FIGURE 2.

Analysis of APP-FAD mutations. Quantification of secreted sAPPα, total Aβ, Aβ42, Aβ40, and Aβ38. A, sAPPα levels, APP-wt (without FAD) set as 100% (mean ± S.E., n = 5–16). B, total secreted Aβ levels, APP-wt set as 100% (mean ± S.E., n = 6–14). Note that A692G and E693G could not be analyzed by total Aβ ELISA as the FAD mutations alter the epitope of the antibody 4G8. C, total Aβ levels of A692G and E693G were analyzed by immunoprecipitation with antibody 18-1 and Western blot analysis with W0-2. D, Aβ42 levels, APP-wt set as 100% (mean ± S.E., n = 5–17).
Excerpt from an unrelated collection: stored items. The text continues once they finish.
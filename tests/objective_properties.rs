use proptest::prelude::*;
use rand::rngs::StdRng;
use rand::SeedableRng;
use u_seating::matrix::FamiliarityMatrix;
use u_seating::sa::{
    swap_delta, total_familiarity, AnnealConfig, AnnealRunner, Direction, MultiRunConfig,
    MultiRunner,
};

fn guests(n: usize) -> Vec<String> {
    (0..n).map(|i| format!("guest{i}")).collect()
}

/// A matrix with integer scores in 1..=5 plus a permutation of its guests.
fn matrix_and_arrangement() -> impl Strategy<Value = (FamiliarityMatrix, Vec<usize>)> {
    (2usize..16).prop_flat_map(|n| {
        let pairs = n * (n - 1) / 2;
        (
            prop::collection::vec(1u8..=5, pairs),
            Just((0..n).collect::<Vec<usize>>()).prop_shuffle(),
        )
            .prop_map(move |(scores, arrangement)| {
                let mut cells = Vec::with_capacity(n * n);
                cells.resize(n * n, 0.0);
                let mut k = 0;
                for i in 0..n {
                    for j in (i + 1)..n {
                        cells[i * n + j] = f64::from(scores[k]);
                        k += 1;
                    }
                }
                let m = FamiliarityMatrix::from_fn(guests(n), |i, j| cells[i * n + j]).unwrap();
                (m, arrangement)
            })
    })
}

proptest! {
    #[test]
    fn total_is_invariant_under_rotation((m, a) in matrix_and_arrangement(), shift in 0usize..16) {
        let mut rotated = a.clone();
        let len = rotated.len();
        rotated.rotate_left(shift % len);
        prop_assert_eq!(total_familiarity(&m, &a), total_familiarity(&m, &rotated));
    }

    #[test]
    fn total_is_invariant_under_reversal((m, a) in matrix_and_arrangement()) {
        let reversed: Vec<usize> = a.iter().rev().copied().collect();
        prop_assert_eq!(total_familiarity(&m, &a), total_familiarity(&m, &reversed));
    }

    #[test]
    fn total_is_sum_of_adjacent_lookups((m, a) in matrix_and_arrangement()) {
        let n = a.len();
        let mut expected = 0.0;
        for i in 0..n {
            expected += m.score(a[i], a[(i + 1) % n]);
        }
        prop_assert_eq!(total_familiarity(&m, &a), expected);
    }

    #[test]
    fn constant_matrix_scores_n_times_c(n in 2usize..20, c in 1u8..=5) {
        let m = FamiliarityMatrix::uniform(guests(n), f64::from(c)).unwrap();
        let a: Vec<usize> = (0..n).rev().collect();
        prop_assert_eq!(total_familiarity(&m, &a), n as f64 * f64::from(c));
    }

    #[test]
    fn swap_delta_matches_recompute((m, a) in matrix_and_arrangement(), i in 0usize..16, j in 0usize..16) {
        let n = a.len();
        let (i, j) = (i % n, j % n);
        let mut b = a.clone();
        b.swap(i, j);
        prop_assert_eq!(
            swap_delta(&m, &a, i, j),
            total_familiarity(&m, &b) - total_familiarity(&m, &a)
        );
    }

    #[test]
    fn annealer_preserves_guest_set((m, a) in matrix_and_arrangement(), seed in any::<u64>(), minimize in any::<bool>()) {
        let direction = if minimize { Direction::Minimize } else { Direction::Maximize };
        let config = AnnealConfig::default().with_direction(direction);
        let mut rng = StdRng::seed_from_u64(seed);
        let out = AnnealRunner::run(&m, &a, &config, &mut rng).unwrap();
        let mut sorted = out.arrangement.clone();
        sorted.sort_unstable();
        prop_assert_eq!(sorted, (0..a.len()).collect::<Vec<_>>());
        prop_assert_eq!(out.score, total_familiarity(&m, &out.arrangement));
    }

    #[test]
    fn multi_run_never_worse_than_start((m, a) in matrix_and_arrangement(), seed in any::<u64>(), minimize in any::<bool>()) {
        let direction = if minimize { Direction::Minimize } else { Direction::Maximize };
        let anneal = AnnealConfig::default().with_direction(direction);
        let multi = MultiRunConfig::default().with_trials(5).with_seed(seed);
        let result = MultiRunner::run(&m, &a, &anneal, &multi).unwrap();
        prop_assert!(!direction.is_better(total_familiarity(&m, &a), result.best_score));
        prop_assert!(m.check_arrangement(&result.best).is_ok());
    }
}
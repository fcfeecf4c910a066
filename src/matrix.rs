//! Symmetric pairwise familiarity scores.
//!
//! The matrix is the read-only input of the optimizer. It is built once
//! from a complete set of unordered pair scores and never mutated while
//! a search is running; editing happens on a [`RelationBook`] between
//! searches.
//!
//! [`RelationBook`]: crate::relations::RelationBook

use std::collections::HashMap;

use crate::error::{Result, SeatingError};

/// Largest score magnitude treated as exactly summable (2^40).
const MAX_EXACT_SCORE: f64 = 1_099_511_627_776.0;

/// Dense N×N familiarity table indexed by guest position.
///
/// Storage is row-major and symmetric. The diagonal is stored as zero
/// and never read by the objective.
///
/// # Examples
///
/// ```
/// use u_seating::matrix::FamiliarityMatrix;
///
/// let guests = vec!["A".to_string(), "B".to_string(), "C".to_string()];
/// let m = FamiliarityMatrix::from_pairs(
///     guests,
///     [("A", "B", 5.0), ("A", "C", 1.0), ("B", "C", 3.0)],
/// )
/// .unwrap();
/// assert_eq!(m.score(0, 1), 5.0);
/// assert_eq!(m.score(2, 1), 3.0);
/// ```
#[derive(Debug, Clone, PartialEq)]
pub struct FamiliarityMatrix {
    guests: Vec<String>,
    scores: Vec<f64>,
    integral: bool,
}

impl FamiliarityMatrix {
    /// Builds a matrix from a guest list and one score per unordered pair.
    ///
    /// Every pair of distinct guests must appear exactly once, in either
    /// order. Missing pairs are an error; nothing is defaulted here.
    pub fn from_pairs<I, S>(guests: Vec<String>, pairs: I) -> Result<Self>
    where
        I: IntoIterator<Item = (S, S, f64)>,
        S: AsRef<str>,
    {
        let index = index_guests(&guests)?;
        let n = guests.len();
        let mut cells: Vec<Option<f64>> = vec![None; n * n];

        for (a, b, score) in pairs {
            let (a, b) = (a.as_ref(), b.as_ref());
            let i = *index
                .get(a)
                .ok_or_else(|| SeatingError::UnknownGuest(a.to_string()))?;
            let j = *index
                .get(b)
                .ok_or_else(|| SeatingError::UnknownGuest(b.to_string()))?;
            if i == j {
                return Err(SeatingError::SelfPair(a.to_string()));
            }
            check_score(a, b, score)?;
            if cells[i * n + j].is_some() {
                return Err(SeatingError::DuplicatePair {
                    a: a.to_string(),
                    b: b.to_string(),
                });
            }
            cells[i * n + j] = Some(score);
            cells[j * n + i] = Some(score);
        }

        let mut scores = vec![0.0; n * n];
        for i in 0..n {
            for j in (i + 1)..n {
                let score = cells[i * n + j].ok_or_else(|| SeatingError::MissingPair {
                    a: guests[i].clone(),
                    b: guests[j].clone(),
                })?;
                scores[i * n + j] = score;
                scores[j * n + i] = score;
            }
        }

        Ok(Self::assemble(guests, scores))
    }

    /// Builds a matrix by evaluating `f(i, j)` for every `i < j`.
    pub fn from_fn<F>(guests: Vec<String>, f: F) -> Result<Self>
    where
        F: Fn(usize, usize) -> f64,
    {
        index_guests(&guests)?;
        let n = guests.len();
        let mut scores = vec![0.0; n * n];
        for i in 0..n {
            for j in (i + 1)..n {
                let score = f(i, j);
                check_score(&guests[i], &guests[j], score)?;
                scores[i * n + j] = score;
                scores[j * n + i] = score;
            }
        }
        Ok(Self::assemble(guests, scores))
    }

    fn assemble(guests: Vec<String>, scores: Vec<f64>) -> Self {
        let integral = scores
            .iter()
            .all(|s| s.fract() == 0.0 && s.abs() <= MAX_EXACT_SCORE);
        Self {
            guests,
            scores,
            integral,
        }
    }

    /// A matrix where every pair has the same score.
    pub fn uniform(guests: Vec<String>, score: f64) -> Result<Self> {
        Self::from_fn(guests, |_, _| score)
    }

    /// Number of guests.
    pub fn len(&self) -> usize {
        self.guests.len()
    }

    /// Always `false`: construction rejects fewer than two guests.
    pub fn is_empty(&self) -> bool {
        self.guests.is_empty()
    }

    pub fn guests(&self) -> &[String] {
        &self.guests
    }

    pub fn index_of(&self, name: &str) -> Option<usize> {
        self.guests.iter().position(|g| g == name)
    }

    /// Familiarity between guests `i` and `j`.
    #[inline]
    pub fn score(&self, i: usize, j: usize) -> f64 {
        self.scores[i * self.guests.len() + j]
    }

    /// Whether every score is a whole number small enough that any sum
    /// of them is exact in `f64`.
    ///
    /// Incremental swap deltas are only sign-exact under this condition.
    pub fn has_integer_scores(&self) -> bool {
        self.integral
    }

    /// The arrangement `[0, 1, .., N-1]`, i.e. guest-list order.
    pub fn identity_arrangement(&self) -> Vec<usize> {
        (0..self.len()).collect()
    }

    /// Verifies that `arrangement` is a permutation of `0..N`.
    pub fn check_arrangement(&self, arrangement: &[usize]) -> Result<()> {
        let n = self.len();
        if arrangement.len() != n {
            return Err(SeatingError::InvalidArrangement(format!(
                "expected {n} seats, got {}",
                arrangement.len()
            )));
        }
        let mut seen = vec![false; n];
        for &g in arrangement {
            if g >= n {
                return Err(SeatingError::InvalidArrangement(format!(
                    "guest index {g} out of range for {n} guests"
                )));
            }
            if seen[g] {
                return Err(SeatingError::InvalidArrangement(format!(
                    "guest {} seated twice",
                    self.guests[g]
                )));
            }
            seen[g] = true;
        }
        Ok(())
    }

    /// Translates guest names into an index arrangement.
    pub fn arrangement_from_names<S: AsRef<str>>(&self, names: &[S]) -> Result<Vec<usize>> {
        let arrangement = names
            .iter()
            .map(|name| {
                let name = name.as_ref();
                self.index_of(name)
                    .ok_or_else(|| SeatingError::UnknownGuest(name.to_string()))
            })
            .collect::<Result<Vec<_>>>()?;
        self.check_arrangement(&arrangement)?;
        Ok(arrangement)
    }

    /// Guest names in arrangement order.
    pub fn names_of(&self, arrangement: &[usize]) -> Vec<String> {
        arrangement.iter().map(|&g| self.guests[g].clone()).collect()
    }
}

fn index_guests(guests: &[String]) -> Result<HashMap<&str, usize>> {
    if guests.len() < 2 {
        return Err(SeatingError::TooFewGuests(guests.len()));
    }
    let mut index = HashMap::with_capacity(guests.len());
    for (i, name) in guests.iter().enumerate() {
        if index.insert(name.as_str(), i).is_some() {
            return Err(SeatingError::DuplicateGuest(name.clone()));
        }
    }
    Ok(index)
}

fn check_score(a: &str, b: &str, score: f64) -> Result<()> {
    if !score.is_finite() || score < 0.0 {
        return Err(SeatingError::InvalidScore {
            a: a.to_string(),
            b: b.to_string(),
            score,
        });
    }
    Ok(())
}
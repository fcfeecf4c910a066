//! Criterion benchmarks for the seating search.
//!
//! Uses synthetic familiarity matrices so timings reflect the annealing
//! loop rather than input handling.

use criterion::{black_box, criterion_group, criterion_main, BenchmarkId, Criterion};
use rand::rngs::StdRng;
use rand::SeedableRng;
use u_seating::matrix::FamiliarityMatrix;
use u_seating::sa::{total_familiarity, AnnealConfig, AnnealRunner, MultiRunConfig, MultiRunner};

fn synthetic_matrix(n: usize) -> FamiliarityMatrix {
    let guests = (0..n).map(|i| format!("guest{i}")).collect();
    FamiliarityMatrix::from_fn(guests, |i, j| ((i * 31 + j * 17) % 5 + 1) as f64)
        .expect("synthetic matrix is valid")
}

fn bench_objective(c: &mut Criterion) {
    let mut group = c.benchmark_group("total_familiarity");

    for &n in &[15usize, 100, 1000] {
        let matrix = synthetic_matrix(n);
        let arrangement = matrix.identity_arrangement();
        group.bench_with_input(
            BenchmarkId::from_parameter(n),
            &(matrix, arrangement),
            |b, (m, a)| b.iter(|| black_box(total_familiarity(black_box(m), black_box(a)))),
        );
    }
    group.finish();
}

fn bench_single_run(c: &mut Criterion) {
    let mut group = c.benchmark_group("anneal_single_run");

    for &n in &[15usize, 50, 200] {
        let matrix = synthetic_matrix(n);
        let start = matrix.identity_arrangement();
        let config = AnnealConfig::default().with_alpha(0.99);
        group.bench_with_input(
            BenchmarkId::from_parameter(n),
            &(matrix, start, config),
            |b, (m, s, cfg)| {
                let mut rng = StdRng::seed_from_u64(42);
                b.iter(|| {
                    let out = AnnealRunner::run(black_box(m), black_box(s), cfg, &mut rng)
                        .expect("valid inputs");
                    black_box(out)
                })
            },
        );
    }
    group.finish();
}

fn bench_multi_run(c: &mut Criterion) {
    let mut group = c.benchmark_group("multi_run");
    group.sample_size(10);

    let matrix = synthetic_matrix(15);
    let start = matrix.identity_arrangement();
    let anneal = AnnealConfig::default();
    for &trials in &[100usize, 1000] {
        let multi = MultiRunConfig::default().with_trials(trials).with_seed(42);
        group.bench_with_input(BenchmarkId::from_parameter(trials), &multi, |b, multi| {
            b.iter(|| {
                let result = MultiRunner::run(black_box(&matrix), &start, &anneal, multi)
                    .expect("valid inputs");
                black_box(result)
            })
        });
    }
    group.finish();
}

criterion_group!(benches, bench_objective, bench_single_run, bench_multi_run);
criterion_main!(benches);
//! u-seating CLI
//!
//! Maintains a relation book (pairwise guest ratings, 1-5) in a JSON file
//! and searches for the best round-table seating.
//!
//! # Commands
//!
//! - `init`: create a relation book for a guest list
//! - `rate`: set the rating of one pair, or prompt for every unrated pair
//! - `fill`: rate every unrated pair with a default
//! - `show`: print guests, ratings, and unrated pairs
//! - `solve`: run the multi-start annealing search

use std::fs;
use std::io::{self, BufRead, Write};
use std::path::{Path, PathBuf};
use std::process::ExitCode;

use clap::{Parser, Subcommand};
use tracing::info;
use tracing_subscriber::{fmt, EnvFilter};

use u_seating::layout::render_svg;
use u_seating::relations::{RelationBook, DEFAULT_RATING, MAX_RATING, MIN_RATING};
use u_seating::sa::{AnnealConfig, Direction, MultiRunConfig, MultiRunner};
use u_seating::{Result, SeatingError};

/// Round-table seating optimizer
#[derive(Parser)]
#[command(name = "u-seating")]
#[command(version)]
#[command(about = "Seat guests around a table by pairwise familiarity")]
#[command(propagate_version = true)]
struct Cli {
    /// Verbosity level (-v, -vv, -vvv)
    #[arg(short, long, action = clap::ArgAction::Count, global = true)]
    verbose: u8,

    #[command(subcommand)]
    command: Commands,
}

#[derive(Subcommand)]
enum Commands {
    /// Create a relation book with no ratings
    Init {
        /// Relation book path
        file: PathBuf,
        /// Comma-separated guest names
        #[arg(long, value_delimiter = ',', required = true)]
        guests: Vec<String>,
        /// Overwrite an existing file
        #[arg(long)]
        force: bool,
    },
    /// Set the rating (1-5) of a pair of guests
    Rate {
        file: PathBuf,
        #[arg(required_unless_present = "missing")]
        a: Option<String>,
        #[arg(required_unless_present = "missing")]
        b: Option<String>,
        #[arg(required_unless_present = "missing")]
        score: Option<i64>,
        /// Prompt on stdin for every unrated pair, saving after each answer
        #[arg(long, conflicts_with_all = ["a", "b", "score"])]
        missing: bool,
    },
    /// Rate every unrated pair
    Fill {
        file: PathBuf,
        #[arg(long, default_value_t = i64::from(DEFAULT_RATING))]
        score: i64,
    },
    /// Show guests, ratings, and unrated pairs
    Show { file: PathBuf },
    /// Search for the best seating
    Solve(SolveArgs),
}

#[derive(clap::Args)]
struct SolveArgs {
    /// Relation book path
    file: PathBuf,
    /// Optimization direction: max or min
    #[arg(long, default_value = "max")]
    direction: Direction,
    /// Number of independent annealing runs
    #[arg(long, default_value_t = MultiRunConfig::default().trials)]
    trials: usize,
    /// Initial temperature
    #[arg(long, default_value_t = AnnealConfig::default().initial_temperature)]
    t0: f64,
    /// Minimum temperature
    #[arg(long, default_value_t = AnnealConfig::default().min_temperature)]
    tmin: f64,
    /// Geometric cooling factor in (0, 1)
    #[arg(long, default_value_t = AnnealConfig::default().alpha)]
    alpha: f64,
    /// Base random seed for reproducible runs
    #[arg(long)]
    seed: Option<u64>,
    /// Run trials on all cores (needs the `parallel` feature)
    #[arg(long)]
    parallel: bool,
    /// Rate unrated pairs with this score instead of failing
    #[arg(long)]
    fill_default: Option<i64>,
    /// Write an SVG drawing of the table
    #[arg(long)]
    svg: Option<PathBuf>,
    /// Print the result as JSON
    #[arg(long)]
    json: bool,
}

fn main() -> ExitCode {
    let cli = Cli::parse();

    let filter = match cli.verbose {
        0 => EnvFilter::try_from_default_env().unwrap_or_else(|_| EnvFilter::new("warn")),
        1 => EnvFilter::new("info"),
        2 => EnvFilter::new("debug"),
        _ => EnvFilter::new("trace"),
    };
    fmt()
        .with_env_filter(filter)
        .with_target(false)
        .with_writer(std::io::stderr)
        .init();

    match run(cli.command) {
        Ok(()) => ExitCode::SUCCESS,
        Err(err) => {
            eprintln!("error: {err}");
            ExitCode::FAILURE
        }
    }
}

fn run(command: Commands) -> Result<()> {
    match command {
        Commands::Init {
            file,
            guests,
            force,
        } => {
            if file.exists() && !force {
                return Err(SeatingError::InvalidConfig(format!(
                    "{} already exists (use --force to overwrite)",
                    file.display()
                )));
            }
            let book = RelationBook::new(guests)?;
            book.save(&file)?;
            println!(
                "created {} with {} guests, {} pairs to rate",
                file.display(),
                book.guests().len(),
                book.missing_pairs().len()
            );
        }
        Commands::Rate {
            file,
            missing: true,
            ..
        } => {
            let mut book = RelationBook::load(&file)?;
            let stdin = io::stdin();
            let rated = rate_missing(&mut book, stdin.lock(), io::stdout(), |book| {
                book.save(&file)
            })?;
            let left = book.missing_pairs().len();
            println!("rated {rated} pairs, {left} still unrated");
        }
        Commands::Rate {
            file,
            a: Some(a),
            b: Some(b),
            score: Some(score),
            ..
        } => {
            let mut book = RelationBook::load(&file)?;
            let previous = book.set(&a, &b, score)?;
            book.save(&file)?;
            match previous {
                Some(old) => println!("{a} - {b}: {old} -> {score}"),
                None => println!("{a} - {b}: {score}"),
            }
        }
        Commands::Rate { .. } => {
            return Err(SeatingError::InvalidConfig(
                "rate needs <A> <B> <SCORE> or --missing".to_string(),
            ));
        }
        Commands::Fill { file, score } => {
            let mut book = RelationBook::load(&file)?;
            let filled = book.fill_missing(score)?;
            book.save(&file)?;
            println!("rated {filled} pairs with {score}");
        }
        Commands::Show { file } => show(&file)?,
        Commands::Solve(args) => solve(args)?,
    }
    Ok(())
}

/// Asks for a rating of each unrated pair in turn.
///
/// Unparseable or out-of-range answers are asked again. Stops early at end
/// of input. `on_rated` runs after every accepted rating.
fn rate_missing<R, W, F>(
    book: &mut RelationBook,
    input: R,
    mut out: W,
    mut on_rated: F,
) -> Result<usize>
where
    R: BufRead,
    W: Write,
    F: FnMut(&RelationBook) -> Result<()>,
{
    let mut lines = input.lines();
    let mut rated = 0;
    for (a, b) in book.missing_pairs() {
        loop {
            write!(out, "rating {MIN_RATING}-{MAX_RATING} for {a} and {b}: ")?;
            out.flush()?;
            let Some(line) = lines.next().transpose()? else {
                writeln!(out)?;
                return Ok(rated);
            };
            match line.trim().parse::<i64>() {
                Ok(score) if (i64::from(MIN_RATING)..=i64::from(MAX_RATING)).contains(&score) => {
                    book.set(&a, &b, score)?;
                    on_rated(book)?;
                    rated += 1;
                    break;
                }
                _ => writeln!(out, "enter a whole number from {MIN_RATING} to {MAX_RATING}")?,
            }
        }
    }
    Ok(rated)
}

fn show(file: &Path) -> Result<()> {
    let book = RelationBook::load(file)?;
    println!("guests ({}): {}", book.guests().len(), book.guests().join(", "));
    for pair in book.pairs() {
        println!("  {} - {}: {}", pair.a, pair.b, pair.score);
    }
    let missing = book.missing_pairs();
    if missing.is_empty() {
        println!("all pairs rated");
    } else {
        println!("unrated pairs ({}):", missing.len());
        for (a, b) in missing {
            println!("  {a} - {b}");
        }
    }
    Ok(())
}

fn solve(args: SolveArgs) -> Result<()> {
    let mut book = RelationBook::load(&args.file)?;
    if let Some(score) = args.fill_default {
        let filled = book.fill_missing(score)?;
        if filled > 0 {
            info!(filled, score, "defaulted unrated pairs");
        }
    }
    let matrix = book.to_matrix()?;

    let anneal = AnnealConfig::default()
        .with_initial_temperature(args.t0)
        .with_min_temperature(args.tmin)
        .with_alpha(args.alpha)
        .with_direction(args.direction);
    let mut multi = MultiRunConfig::default()
        .with_trials(args.trials)
        .with_parallel(args.parallel);
    if let Some(seed) = args.seed {
        multi = multi.with_seed(seed);
    }

    let result = MultiRunner::run(&matrix, &matrix.identity_arrangement(), &anneal, &multi)?;
    let seating = result.seating(&matrix);

    if args.json {
        println!("{}", serde_json::to_string_pretty(&seating)?);
    } else {
        println!("optimal arrangement: {}", seating.guests.join(", "));
        println!("total familiarity: {}", seating.score);
        println!(
            "start score: {} | trials: {} | seed: {}",
            result.start_score,
            result.trials(),
            result.seed
        );
    }

    if let Some(path) = args.svg {
        fs::write(&path, render_svg(&seating, 600))?;
        info!(path = %path.display(), "wrote seating drawing");
    }
    Ok(())
}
E, Aβ38 levels, APP-G33A set as 100%, see supplemental Fig. S1C and (mean ± S.E., n = 4–12). F, Aβ40 levels, APP-wt set as 100% (mean ± S.E., n = 7–16). A–E, asterisks indicate significant differences to APP-wt (*, p < 0.01, **, p < 0.001, one-way ANOVA type Dunnett). Shaded bars indicate mutations increasing Aβ42 and Aβ38. Horizontal shaded bars highlight mutations only decreasing Aβ40. Horizontal lines mark the fragment levels of APP-wt for better comparison with the mutants.